Saturday, November 12, 2005

How do you cry online?



This is one of questions, that in the blur of the funeral of my friend Marie Nally, I starkly remember. It was part of a brief eulogy that had been emailed, and someone - I think it was my friend and work partner Nina - read it out in the service, shaking with the A4 in her hand. Marie had a strong online network of friends, chiefly though her engagement in the breast cancer cause (the disease that took her life), for which she paved the way for so much of todays' Internet support and discussion.
It's still a question of the utmost poignancy and loneliness of grief, articulate of the fundamental limits of our expression: technological limits, emotional limits.

Last week came the news of the death - also from cancer - of Robert Woof. Robert was the director of the Wordsworth Trust in nearby Grasmere, and an irreplaceable and inspiring friend to my partner Adam and I. Robert was a man of enormous intellect, but rarely for an academic, his erudition was woven into a vast net which - at lightning speed - would have him making the most inspirational cross-references. Even for much younger guests - as often the Grizedale artists we have with us are - an evening with Robert was a totoally engaging cross-cultural tour at breakneck speed.

Robert is pictured here at an unforgettable dinner at our house a few months ago with the film-maker Ken Russell and many other notable guests. I had the honour (and it really was) of sitting between these wise men for the meal, and enjoying a conversation that leapt from the sadomasochism of Percy Grainger (something I know a little about thanks to my school music teacher - another story for another blog) to elderberry pie, to road planning in the Lake District and many places in between. For once, I shut up and savoured being the audience. Robert knew he had limited time. He had a huge appetite for food, wine and conversation that evening and - as so often at dinners with Robert - the night ended in the small hours, with his wife Pamela, encouraging him out into the darkness to be driven home.

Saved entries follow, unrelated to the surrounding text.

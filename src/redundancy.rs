//! Resolution of the redundant platform joint (joint 4).
//!
//! Any rotation of the platform about its own axis can be compensated by the wrist, so the
//! pose alone does not define joint 4. The projection of the roll axis on the platform plane
//! gives two candidates half a turn apart: the "right side up" and the "upside down" placement.
//! The [`RedundancyResolver`] picks between them and decides how much of the change to apply.

use std::f64::consts::{FRAC_PI_2, PI};
use nalgebra::Matrix3;

/// Below this the roll axis projection on the platform plane is considered degenerate
const PROJECTION_EPSILON: f64 = 1e-12;

/// The two platform angles that align the platform with the roll axis projection.
#[derive(Debug, Clone, Copy, PartialEq)]
pub struct PlatformCandidates {
    /// Right when the wrist is right side up
    pub right_side_up: f64,
    /// Right when the wrist is upside down
    pub upside_down: f64,
}

/// Previous command of the arm, the only state that carries over between solves.
#[derive(Debug, Clone, Copy, PartialEq)]
pub struct PlatformContext {
    /// Previous joint 4 value
    pub previous_platform: f64,
    /// Previous joint 5 value (wrist pitch), sets how visible the platform rotation is
    pub previous_wrist_pitch: f64,
}

/// Policy choosing the new platform angle from the two candidates.
pub trait RedundancyResolver: Send + Sync {
    /// Returns the new joint 4 value, before joint limits are applied.
    fn resolve(&self, candidates: &PlatformCandidates, context: &PlatformContext) -> f64;
}

/// Default policy: stay on the branch closest to the previous platform angle, then blend
/// with the previous value by `|cos(previous wrist pitch)|`. With the wrist pitched at 90
/// degrees the platform axis and the roll axis line up, the weight is zero and the platform
/// holds its position.
#[derive(Debug, Clone, Copy, Default)]
pub struct PlatformContinuity;

impl PlatformContinuity {
    /// Weight of the freshly solved angle against the previous one.
    pub fn blend_weight(previous_wrist_pitch: f64) -> f64 {
        previous_wrist_pitch.cos().abs()
    }
}

impl RedundancyResolver for PlatformContinuity {
    fn resolve(&self, candidates: &PlatformCandidates, context: &PlatformContext) -> f64 {
        let previous = context.previous_platform;
        // Ties stay on the right side up branch
        let solution = if (previous - candidates.upside_down).abs()
            < (previous - candidates.right_side_up).abs() {
            candidates.upside_down
        } else {
            candidates.right_side_up
        };

        let weight = Self::blend_weight(context.previous_wrist_pitch);
        solution * weight + previous * (1.0 - weight)
    }
}

/// Angle between the platform and the projection of the roll axis, taken from the rotation
/// between the frame after joint 3 and the target. `None` if the roll axis is parallel to
/// the platform axis (no projection).
pub fn angle_difference(r37: &Matrix3<f64>) -> Option<f64> {
    let x = r37[(0, 2)];
    let y = r37[(1, 2)];
    let norm = x.hypot(y);
    if norm < PROJECTION_EPSILON {
        return None;
    }
    let angle = (-x / norm).clamp(-1.0, 1.0).acos();
    Some(if y > 0.0 { -angle } else { angle })
}

/// Both candidates brought into the joint space of the platform. The sign of the previous
/// platform angle decides which side of the range a candidate lands on when it could go to
/// either.
pub fn platform_candidates(angle_difference: f64, previous_platform: f64) -> PlatformCandidates {
    let mut right_side_up = angle_difference;
    let mut upside_down = right_side_up - PI;

    if upside_down > PI {
        upside_down -= 2.0 * PI;
    } else if upside_down < -3.0 * FRAC_PI_2 {
        upside_down += 2.0 * PI;
    }

    if upside_down < -PI && upside_down > -3.0 * FRAC_PI_2 && previous_platform > 0.0 {
        upside_down += 2.0 * PI;
    }

    if right_side_up > FRAC_PI_2 && right_side_up < PI && previous_platform < 0.0 {
        right_side_up -= 2.0 * PI;
    }

    PlatformCandidates { right_side_up, upside_down }
}
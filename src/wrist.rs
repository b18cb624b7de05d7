//! Spherical wrist: the residual rotation after the platform is decomposed into
//! Z-X-Z Euler angles and shifted by the DH offsets of joints 5 to 7.

use std::f64::consts::{FRAC_PI_2, PI};
use nalgebra::{Matrix3, Rotation3, Vector3};

/// Below this, sin(beta) is treated as zero (gimbal lock)
const SINGULARITY_EPSILON: f64 = 1e-12;

/// Rotation expressed as `Rz(alpha) * Rx(beta) * Rz(gamma)`, beta in [0, PI].
#[derive(Debug, Clone, Copy, PartialEq)]
pub struct EulerZxz {
    pub alpha: f64,
    pub beta: f64,
    pub gamma: f64,
}

impl EulerZxz {
    pub fn new(alpha: f64, beta: f64, gamma: f64) -> Self {
        EulerZxz { alpha, beta, gamma }
    }

    /// Decomposes the rotation. At the singularity (beta is 0 or PI) gamma is set to 0 and
    /// alpha takes the whole rotation about z.
    pub fn from_matrix(r: &Matrix3<f64>) -> Self {
        let sin_beta = r[(0, 2)].hypot(r[(1, 2)]);
        let beta = sin_beta.atan2(r[(2, 2)]);
        if sin_beta < SINGULARITY_EPSILON {
            return EulerZxz { alpha: r[(1, 0)].atan2(r[(0, 0)]), beta, gamma: 0.0 };
        }
        EulerZxz {
            alpha: r[(0, 2)].atan2(-r[(1, 2)]),
            beta,
            gamma: r[(2, 0)].atan2(r[(2, 1)]),
        }
    }

    pub fn from_rotation(rotation: &Rotation3<f64>) -> Self {
        Self::from_matrix(rotation.matrix())
    }

    pub fn to_rotation(&self) -> Rotation3<f64> {
        Rotation3::from_axis_angle(&Vector3::z_axis(), self.alpha)
            * Rotation3::from_axis_angle(&Vector3::x_axis(), self.beta)
            * Rotation3::from_axis_angle(&Vector3::z_axis(), self.gamma)
    }

    /// Joints 5, 6 and 7 (wrist pitch, yaw and roll) for this residual rotation.
    pub fn wrist_joints(&self) -> [f64; 3] {
        [
            self.alpha + FRAC_PI_2,
            -self.beta + FRAC_PI_2,
            self.gamma + PI,
        ]
    }
}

In so many ways Robert was much kinder to the Lake District than it was to him. He never gave up working tirelessly to promote the place's most famous cultural export - Wordsworth - in both the lowest and highest circles. Here was a man who in his seventies, was taking the first train down to London at 5 in the morning, to appear on Breakfast TV listening to some dreadful 6 year olds who who recited 'I wandered lonely as a cloud...', deafeningly, in a circle around him. Every Tuesday, a few hours before one of the Trust's poetry evenings, Robert would personally call you up (knowing, as he did, that I hate poetry - not that that ever came between us) and cajole you into coming to the event. They were always fun, and this typifies Robert's charm and persistance, his belief in his mission and his personal accountability for its success. And yet the Trust's library building (which finally opened this summer) - a cause which ate so much of Robert's energy in the last few years - was a feud with the planners on an epic scale, a needlessly and pointlessly protracted war with a council who should know so very much better.

So, Adam is on the other side of the planet in Japan, when he receives an email with the news. He must cry online.